「住所を調べられますか?」

はじめまして。

静岡市の弁護士,若狹秀和です。

さて,相続に関する法律相談に際し,開口一番このように聞かれることがあります。

「●●年連絡を取っていない親族の●●がいます。どこに住んでいるか,生きているかどうかもわからず,相続の手続きができなくて困っています。現在の住所を調べることはできますか?」
たしかに,住所調査は,弁護士や司法書士の仕事のイメージとしてあまりないかもしれません。

結論から言うと「できます」。
とはいっても,最初から足を使って調査するわけではありません。

「戸籍法」という法律で,弁護士・司法書士・税理士などの専門職は,業務上必要な場合などの一定の条件を満たせば,対象者の戸籍や住民票などを取り寄せることができると定められています。
そこで,「戸籍の附票」という「その戸籍が作られてからの住所が記録されている書類」を取り寄せて,住民票上の住所を突き止めるのです(あわせて,戸籍を確認すればご存命かどうかもわかります)。ちなみに,専用の請求用紙があり,1枚1枚シリアル番号が入っているので,悪用ができないようになっています。
住民票上の住所がわかれば,ほとんどの方には連絡がつきます。

ただ,私が過去に取り扱った案件で,住民票上の住所を突き止めたところ,10年以上も前から更地になっていたことがありました。
そのような場合はどうするでしょうか?

対応としては大きく3つ考えられます。
何かしらの生活の痕跡があれば弁護士会を通じて行政機関や警察,携帯電話会社などに照会をして調査を行う。

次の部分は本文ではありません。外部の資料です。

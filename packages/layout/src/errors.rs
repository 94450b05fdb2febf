use thiserror::Error;

#[derive(Error, Debug, Clone, PartialEq, Eq)]
pub enum LayoutError {
    #[error("Layout cancelled: generation {0} is stale")]
    Cancelled(u64),

    #[error("Layout worker failed: {0}")]
    Worker(String),
}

(付随して現地調査も行います)
確実にご存命ではあるけれども行方不明の場合,家庭裁判所に手続きを申立て,「公示送達」という方法で裁判所の掲示板に一定期間掲示して,法律上送達したという扱いにする。(すごく時間がかかりますが,海外に住んでいる人宛に「公示送達」を行う場合もあります。)
他に全く手がかりがなく,ご存命かどうかもわからない場合,家庭裁判所で「失踪宣告」という手続きを行い,戸籍上亡くなった扱いにする。

ということで,状況によっては時間と手間がかかる場合もありますが,このように法律が整備されているので,100%確実とまでは言えませんが,非常に特殊なケースを除けば何かしらの方法で相続手続きを進めることはできるのです。